▶ Directions
Return every line below exactly, leaving nothing out.

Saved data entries
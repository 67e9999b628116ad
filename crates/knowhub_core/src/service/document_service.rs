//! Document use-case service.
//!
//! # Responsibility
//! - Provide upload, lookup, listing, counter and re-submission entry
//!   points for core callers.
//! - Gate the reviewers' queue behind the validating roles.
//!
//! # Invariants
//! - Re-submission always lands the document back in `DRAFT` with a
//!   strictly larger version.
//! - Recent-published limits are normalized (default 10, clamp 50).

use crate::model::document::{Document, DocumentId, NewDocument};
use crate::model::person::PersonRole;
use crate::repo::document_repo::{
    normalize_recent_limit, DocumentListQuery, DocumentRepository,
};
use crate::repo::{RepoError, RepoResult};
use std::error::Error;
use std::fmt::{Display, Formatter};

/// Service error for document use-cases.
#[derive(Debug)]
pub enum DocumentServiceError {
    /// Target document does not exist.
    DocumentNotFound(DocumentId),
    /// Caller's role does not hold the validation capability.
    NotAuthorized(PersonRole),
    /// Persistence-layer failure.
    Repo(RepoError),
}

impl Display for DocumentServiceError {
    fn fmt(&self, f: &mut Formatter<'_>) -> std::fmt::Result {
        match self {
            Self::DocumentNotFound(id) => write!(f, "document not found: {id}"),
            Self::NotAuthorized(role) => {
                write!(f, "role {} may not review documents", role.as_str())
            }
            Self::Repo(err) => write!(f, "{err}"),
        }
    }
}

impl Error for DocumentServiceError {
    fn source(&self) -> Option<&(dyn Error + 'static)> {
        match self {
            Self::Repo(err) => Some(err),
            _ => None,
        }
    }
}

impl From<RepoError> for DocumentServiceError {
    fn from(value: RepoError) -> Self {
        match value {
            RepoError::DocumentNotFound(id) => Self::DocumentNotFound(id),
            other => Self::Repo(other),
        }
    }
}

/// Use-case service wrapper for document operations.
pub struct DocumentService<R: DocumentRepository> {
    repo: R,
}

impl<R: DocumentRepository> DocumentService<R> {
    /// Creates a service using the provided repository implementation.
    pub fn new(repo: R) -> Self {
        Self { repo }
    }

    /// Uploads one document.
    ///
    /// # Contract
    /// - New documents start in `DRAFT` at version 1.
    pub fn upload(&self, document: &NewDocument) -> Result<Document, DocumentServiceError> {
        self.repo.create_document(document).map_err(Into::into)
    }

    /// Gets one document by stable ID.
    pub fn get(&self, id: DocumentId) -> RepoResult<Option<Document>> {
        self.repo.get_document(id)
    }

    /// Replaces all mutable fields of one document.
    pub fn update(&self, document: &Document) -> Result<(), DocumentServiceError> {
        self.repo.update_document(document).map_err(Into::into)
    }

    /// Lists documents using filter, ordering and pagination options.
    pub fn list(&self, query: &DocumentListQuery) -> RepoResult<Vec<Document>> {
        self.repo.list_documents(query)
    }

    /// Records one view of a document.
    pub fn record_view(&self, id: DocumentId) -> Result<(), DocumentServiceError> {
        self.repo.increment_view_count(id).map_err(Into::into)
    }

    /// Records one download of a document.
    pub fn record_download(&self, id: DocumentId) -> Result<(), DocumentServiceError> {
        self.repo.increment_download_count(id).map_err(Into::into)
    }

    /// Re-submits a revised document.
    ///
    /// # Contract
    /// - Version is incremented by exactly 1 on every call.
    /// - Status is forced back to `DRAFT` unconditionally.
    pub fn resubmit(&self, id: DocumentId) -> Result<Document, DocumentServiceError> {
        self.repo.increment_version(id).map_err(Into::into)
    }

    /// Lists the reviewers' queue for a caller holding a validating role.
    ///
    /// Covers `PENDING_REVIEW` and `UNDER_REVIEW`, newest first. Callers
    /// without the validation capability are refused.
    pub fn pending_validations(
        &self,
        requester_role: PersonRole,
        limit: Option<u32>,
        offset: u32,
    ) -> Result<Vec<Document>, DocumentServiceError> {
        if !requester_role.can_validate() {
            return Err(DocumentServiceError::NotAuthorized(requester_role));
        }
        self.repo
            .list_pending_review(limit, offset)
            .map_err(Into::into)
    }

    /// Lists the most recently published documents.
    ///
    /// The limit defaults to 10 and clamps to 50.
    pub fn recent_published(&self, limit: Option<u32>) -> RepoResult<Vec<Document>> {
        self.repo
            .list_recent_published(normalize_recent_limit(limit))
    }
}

▶ Result
repository 67e9999b628116ad
filename crates/knowhub_core/src/service/document_service.rs
//! Document use-case service.
//!
//! # Responsibility
//! - Provide upload, lookup, listing, counter and re-submission entry
//!   points for core callers.
//! - Gate the reviewers' queue behind the validating roles.
//!
//! # Invariants
//! - Re-submission always lands the document back in `DRAFT` with a
//!   strictly larger version.
//! - Recent-published limits are normalized (default 10, clamp 50).

use crate::model::document::{Document, DocumentId, NewDocument};
use crate::model::person::PersonRole;
use crate::repo::document_repo::{
    normalize_recent_limit, DocumentListQuery, DocumentRepository,
};
use crate::repo::{RepoError, RepoResult};
use std::error::Error;
use std::fmt::{Display, Formatter};

/// Service error for document use-cases.
#[derive(Debug)]
pub enum DocumentServiceError {
    /// Target document does not exist.
    DocumentNotFound(DocumentId),
    /// Caller's role does not hold the validation capability.
    NotAuthorized(PersonRole),
    /// Persistence-layer failure.
    Repo(RepoError),
}

impl Display for DocumentServiceError {
    fn fmt(&self, f: &mut Formatter<'_>) -> std::fmt::Result {
        match self {
            Self::DocumentNotFound(id) => write!(f, "document not found: {id}"),
            Self::NotAuthorized(role) => {
                write!(f, "role {} may not review documents", role.as_str())
            }
            Self::Repo(err) => write!(f, "{err}"),
        }
    }
}

impl Error for DocumentServiceError {
    fn source(&self) -> Option<&(dyn Error + 'static)> {
        match self {
            Self::Repo(err) => Some(err),
            _ => None,
        }
    }
}

impl From<RepoError> for DocumentServiceError {
    fn from(value: RepoError) -> Self {
        match value {
            RepoError::DocumentNotFound(id) => Self::DocumentNotFound(id),
            other => Self::Repo(other),
        }
    }
}

/// Use-case service wrapper for document operations.
pub struct DocumentService<R: DocumentRepository> {
    repo: R,
}

impl<R: DocumentRepository> DocumentService<R> {
    /// Creates a service using the provided repository implementation.
    pub fn new(repo: R) -> Self {
        Self { repo }
    }

    /// Uploads one document.
    ///
    /// # Contract
    /// - New documents start in `DRAFT` at version 1.
    pub fn upload(&self, document: &NewDocument) -> Result<Document, DocumentServiceError> {
        self.repo.create_document(document).map_err(Into::into)
    }

    /// Gets one document by stable ID.
    pub fn get(&self, id: DocumentId) -> RepoResult<Option<Document>> {
        self.repo.get_document(id)
    }

    /// Replaces all mutable fields of one document.
    pub fn update(&self, document: &Document) -> Result<(), DocumentServiceError> {
        self.repo.update_document(document).map_err(Into::into)
    }

    /// Lists documents using filter, ordering and pagination options.
    pub fn list(&self, query: &DocumentListQuery) -> RepoResult<Vec<Document>> {
        self.repo.list_documents(query)
    }

    /// Records one view of a document.
    pub fn record_view(&self, id: DocumentId) -> Result<(), DocumentServiceError> {
        self.repo.increment_view_count(id).map_err(Into::into)
    }

    /// Records one download of a document.
    pub fn record_download(&self, id: DocumentId) -> Result<(), DocumentServiceError> {
        self.repo.increment_download_count(id).map_err(Into::into)
    }

    /// Re-submits a revised document.
    ///
    /// # Contract
    /// - Version is incremented by exactly 1 on every call.
    /// - Status is forced back to `DRAFT` unconditionally.
    pub fn resubmit(&self, id: DocumentId) -> Result<Document, DocumentServiceError> {
        self.repo.increment_version(id).map_err(Into::into)
    }

    /// Lists the reviewers' queue for a caller holding a validating role.
    ///
    /// Covers `PENDING_REVIEW` and `UNDER_REVIEW`, newest first. Callers
    /// without the validation capability are refused.
    pub fn pending_validations(
        &self,
        requester_role: PersonRole,
        limit: Option<u32>,
        offset: u32,
    ) -> Result<Vec<Document>, DocumentServiceError> {
        if !requester_role.can_validate() {
            return Err(DocumentServiceError::NotAuthorized(requester_role));
        }
        self.repo
            .list_pending_review(limit, offset)
            .map_err(Into::into)
    }

    /// Lists the most recently published documents.
    ///
    /// The limit defaults to 10 and clamps to 50.
    pub fn recent_published(&self, limit: Option<u32>) -> RepoResult<Vec<Document>> {
        self.repo
            .list_recent_published(normalize_recent_limit(limit))
    }
}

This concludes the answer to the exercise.